就是因为这件事,蓝惜的父亲蓝泽文,在如何安排这些矿工的这件事上伤透了脑筋,兹事体大,稍有不慎这件事要是传出去,又或是有心人利用这些矿工,整个蓝家都会覆灭。
为何这份羊皮卷会现在段与鹤手里,联想到西瑶国死士是来活捉她的,不难猜,西瑶国已经知道了废弃铁矿矿道的秘密。
至于为何要活捉她,道理很简单,一定是大靖工部手上有两份矿道图,一份真一份假,不知为何西瑶手里拿到的是份假的矿道图,所以根本没办法找到正确矿道的位置。
找不到正确的矿道,西瑶在边境大肆挖掘费时费力不说,一定还会引起大靖的注意。
“记住半年之期,半年内如果你手里没有十名北苑匠人,你知道等待你的将会是什么。
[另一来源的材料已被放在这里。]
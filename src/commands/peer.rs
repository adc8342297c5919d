// File: peer.rs
// SPDX-License-Identifier: MIT OR Apache-2.0
//
// Copyright (c) 2025
// - Volker Schwaberow <volker@schwaberow.de>

use std::time::Duration;

use super::{print_info, CommandResult};
use crate::cli::PeerArgs;
use crate::peer::{PeerConfig, SimulatedPeer};

pub async fn execute(args: &PeerArgs) -> CommandResult {
    let config = PeerConfig::new(args.host.clone(), args.port, !args.not_vulnerable)
        .with_read_timeout(Duration::from_secs(args.read_timeout));
    let mut peer = SimulatedPeer::new(config);

    let addr = peer.start().await?;
    print_info(&format!(
        "Simulated JDWP peer listening on {} ({}). Press Ctrl-C to stop.",
        addr,
        if args.not_vulnerable {
            "not vulnerable"
        } else {
            "vulnerable"
        }
    ));

    tokio::signal::ctrl_c().await?;
    peer.stop().await;

    print_info(&format!("Served {} connections", peer.served()));
    Ok(())
}
// File: target.rs
// SPDX-License-Identifier: MIT OR Apache-2.0
//
// Copyright (c) 2025
// - Volker Schwaberow <volker@schwaberow.de>

use serde::Serialize;
use std::fmt;
use std::str::FromStr;

/// Port used by `-agentlib:jdwp=transport=dt_socket,address=...` in most setups.
pub const DEFAULT_JDWP_PORT: u16 = 5005;

#[derive(Debug, Clone, PartialEq, Eq, Hash, Serialize)]
pub struct Target {
    host: String,
    port: u16,
}

#[derive(Debug, Clone, PartialEq, Eq)]
pub enum TargetError {
    Empty,
    MalformedHost(String),
    InvalidPort(String),
}

impl fmt::Display for TargetError {
    fn fmt(&self, f: &mut fmt::Formatter<'_>) -> fmt::Result {
        match self {
            Self::Empty => write!(f, "Empty target"),
            Self::MalformedHost(input) => write!(f, "Malformed host in target: '{}'", input),
            Self::InvalidPort(port) => write!(f, "Invalid port: '{}'", port),
        }
    }
}

impl std::error::Error for TargetError {}

impl Target {
    pub fn new(host: impl Into<String>, port: u16) -> Self {
        Self {
            host: host.into(),
            port,
        }
    }

    pub fn host(&self) -> &str {
        &self.host
    }

    pub fn port(&self) -> u16 {
        self.port
    }

    /// Accepts `host:port`, `[v6]:port`, a bare host, or a bare IPv6 address.
    /// A missing port falls back to [`DEFAULT_JDWP_PORT`].
    pub fn parse(input: &str) -> Result<Self, TargetError> {
        let s = input.trim();
        if s.is_empty() {
            return Err(TargetError::Empty);
        }

        if let Some(rest) = s.strip_prefix('[') {
            let (host, tail) = rest
                .split_once(']')
                .ok_or_else(|| TargetError::MalformedHost(s.to_string()))?;
            if host.is_empty() {
                return Err(TargetError::MalformedHost(s.to_string()));
            }
            let port = match tail {
                "" => DEFAULT_JDWP_PORT,
                t => parse_port(
                    t.strip_prefix(':')
                        .ok_or_else(|| TargetError::MalformedHost(s.to_string()))?,
                )?,
            };
            return Ok(Self::new(host, port));
        }

        match s.matches(':').count() {
            0 => Ok(Self::new(s, DEFAULT_JDWP_PORT)),
            1 => {
                let (host, port) = s
                    .split_once(':')
                    .ok_or_else(|| TargetError::MalformedHost(s.to_string()))?;
                if host.is_empty() {
                    return Err(TargetError::MalformedHost(s.to_string()));
                }
                Ok(Self::new(host, parse_port(port)?))
            }
            _ => Ok(Self::new(s, DEFAULT_JDWP_PORT)),
        }
    }
}

fn parse_port(port: &str) -> Result<u16, TargetError> {
    match port.trim().parse::<u16>() {
        Ok(0) | Err(_) => Err(TargetError::InvalidPort(port.to_string())),
        Ok(p) => Ok(p),
    }
}

impl FromStr for Target {
    type Err = TargetError;

    fn from_str(s: &str) -> Result<Self, Self::Err> {
        Self::parse(s)
    }
}

impl fmt::Display for Target {
    fn fmt(&self, f: &mut fmt::Formatter<'_>) -> fmt::Result {
        if self.host.contains(':') {
            write!(f, "[{}]:{}", self.host, self.port)
        } else {
            write!(f, "{}:{}", self.host, self.port)
        }
    }
}

/// Parses one target per line, skipping blanks and `#` comments.
pub fn parse_target_lines<'a, I>(lines: I) -> (Vec<Target>, Vec<(String, TargetError)>)
where
    I: IntoIterator<Item = &'a str>,
{
    let mut targets = Vec::new();
    let mut rejected = Vec::new();
    for line in lines {
        let line = line.trim();
        if line.is_empty() || line.starts_with('#') {
            continue;
        }
        match Target::parse(line) {
            Ok(target) => targets.push(target),
            Err(e) => rejected.push((line.to_string(), e)),
        }
    }
    (targets, rejected)
}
”段与鹤拿走蓝惜手上的羊皮卷朝暗卫挥了挥手,几息之间地上躺着的黑衣人和暗卫包括段与鹤本人消失的无影无踪,只留下满地的血痕。
“主子,这到底是怎么一回事啊?”侍墨吓的现在腿都在发抖,跟随蓝惜多年,她那里见过今天这种阵仗。
“没什么,继续赶路。”
上了马车,这次换晴空驾车,车上侍墨打开格子拿出药膏帮晴天上药,或许是见了晴空和晴天奋勇御敌,侍墨的态度好了许多。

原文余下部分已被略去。